Segment Start: Records provided

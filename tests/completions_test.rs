//! Tests for shell completion functionality.
//!
//! This module tests the completions subcommand, ensuring that:
//! - Completions can be parsed for all supported shells
//! - Generation produces valid output without panicking
//! - The binary prints completions without needing a config file

use anyhow::Result;
use clap::{CommandFactory, Parser, ValueEnum};
use clap_complete::{Shell, generate};
use imgcustomizer::cli::{Cli, Commands};

/// Test parsing the completions command for all supported shells.
#[test]
fn test_completions_command_parsing() -> Result<()> {
    let shells = [
        ("bash", Shell::Bash),
        ("zsh", Shell::Zsh),
        ("fish", Shell::Fish),
        ("powershell", Shell::PowerShell),
        ("elvish", Shell::Elvish),
    ];

    for (shell_str, expected_shell) in shells {
        let args = Cli::parse_from(["imgcustomizer", "completions", shell_str]);
        match args.command {
            Commands::Completions(opts) => {
                assert_eq!(opts.shell, expected_shell, "Mismatched shell for '{}'", shell_str);
            }
            _ => panic!("Expected Completions command for shell '{}'", shell_str),
        }
    }

    Ok(())
}

/// Test that completion generation doesn't panic for any supported shell.
#[test]
fn test_completions_generation() -> Result<()> {
    let mut cmd = Cli::command();
    let mut buffer = Vec::new();

    for shell in Shell::value_variants() {
        buffer.clear();
        generate(*shell, &mut cmd, "imgcustomizer", &mut buffer);
        assert!(!buffer.is_empty(), "Generated completion for {:?} was empty", shell);
    }

    Ok(())
}

/// Test that completions for various shells contain the subcommands.
#[test]
fn test_completion_contents() -> Result<()> {
    let mut cmd = Cli::command();

    let test_cases = [
        (Shell::Bash, &["imgcustomizer", "customize", "validate", "completions"] as &[_]),
        (Shell::Zsh, &["#compdef imgcustomizer", "customize", "validate"]),
        (Shell::Fish, &["imgcustomizer", "customize", "rpm-source"]),
    ];

    for (shell, patterns) in test_cases {
        let mut buffer = Vec::new();
        generate(shell, &mut cmd, "imgcustomizer", &mut buffer);
        let output = String::from_utf8(buffer)?;

        for pattern in patterns {
            assert!(
                output.contains(pattern),
                "Pattern '{}' not found in {:?} completions",
                pattern,
                shell
            );
        }
    }

    Ok(())
}

/// Runs the built binary and checks the completions it prints.
#[test]
fn test_binary_prints_completions() -> Result<()> {
    let output = std::process::Command::new(env!("CARGO_BIN_EXE_imgcustomizer"))
        .args(["completions", "bash"])
        .output()?;

    assert!(output.status.success(), "completions command failed");
    let stdout = String::from_utf8(output.stdout)?;
    assert!(stdout.contains("imgcustomizer"));
    assert!(stdout.contains("customize"));

    Ok(())
}

/// Test that invalid shell names are rejected.
#[test]
fn test_invalid_shell_rejected() {
    let result = Cli::try_parse_from(["imgcustomizer", "completions", "invalid-shell"]);
    assert!(result.is_err(), "Expected parsing to fail for invalid shell");
}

Segment End: Records provided

*Your instructions*
Return each line of the data exactly as it was given.

*Result*
filename tests/completions_test.rs
//! Tests for shell completion functionality.
//!
//! This module tests the completions subcommand, ensuring that:
//! - Completions can be parsed for all supported shells
//! - Generation produces valid output without panicking
//! - The binary prints completions without needing a config file

use anyhow::Result;
use clap::{CommandFactory, Parser, ValueEnum};
use clap_complete::{Shell, generate};
use imgcustomizer::cli::{Cli, Commands};

/// Test parsing the completions command for all supported shells.
#[test]
fn test_completions_command_parsing() -> Result<()> {
    let shells = [
        ("bash", Shell::Bash),
        ("zsh", Shell::Zsh),
        ("fish", Shell::Fish),
        ("powershell", Shell::PowerShell),
        ("elvish", Shell::Elvish),
    ];

    for (shell_str, expected_shell) in shells {
        let args = Cli::parse_from(["imgcustomizer", "completions", shell_str]);
        match args.command {
            Commands::Completions(opts) => {
                assert_eq!(opts.shell, expected_shell, "Mismatched shell for '{}'", shell_str);
            }
            _ => panic!("Expected Completions command for shell '{}'", shell_str),
        }
    }

    Ok(())
}

/// Test that completion generation doesn't panic for any supported shell.
#[test]
fn test_completions_generation() -> Result<()> {
    let mut cmd = Cli::command();
    let mut buffer = Vec::new();

    for shell in Shell::value_variants() {
        buffer.clear();
        generate(*shell, &mut cmd, "imgcustomizer", &mut buffer);
        assert!(!buffer.is_empty(), "Generated completion for {:?} was empty", shell);
    }

    Ok(())
}

/// Test that completions for various shells contain the subcommands.
#[test]
fn test_completion_contents() -> Result<()> {
    let mut cmd = Cli::command();

    let test_cases = [
        (Shell::Bash, &["imgcustomizer", "customize", "validate", "completions"] as &[_]),
        (Shell::Zsh, &["#compdef imgcustomizer", "customize", "validate"]),
        (Shell::Fish, &["imgcustomizer", "customize", "rpm-source"]),
    ];

    for (shell, patterns) in test_cases {
        let mut buffer = Vec::new();
        generate(shell, &mut cmd, "imgcustomizer", &mut buffer);
        let output = String::from_utf8(buffer)?;

        for pattern in patterns {
            assert!(
                output.contains(pattern),
                "Pattern '{}' not found in {:?} completions",
                pattern,
                shell
            );
        }
    }

    Ok(())
}

/// Runs the built binary and checks the completions it prints.
#[test]
fn test_binary_prints_completions() -> Result<()> {
    let output = std::process::Command::new(env!("CARGO_BIN_EXE_imgcustomizer"))
        .args(["completions", "bash"])
        .output()?;

    assert!(output.status.success(), "completions command failed");
    let stdout = String::from_utf8(output.stdout)?;
    assert!(stdout.contains("imgcustomizer"));
    assert!(stdout.contains("customize"));

    Ok(())
}

/// Test that invalid shell names are rejected.
#[test]
fn test_invalid_shell_rejected() {
    let result = Cli::try_parse_from(["imgcustomizer", "completions", "invalid-shell"]);
    assert!(result.is_err(), "Expected parsing to fail for invalid shell");
}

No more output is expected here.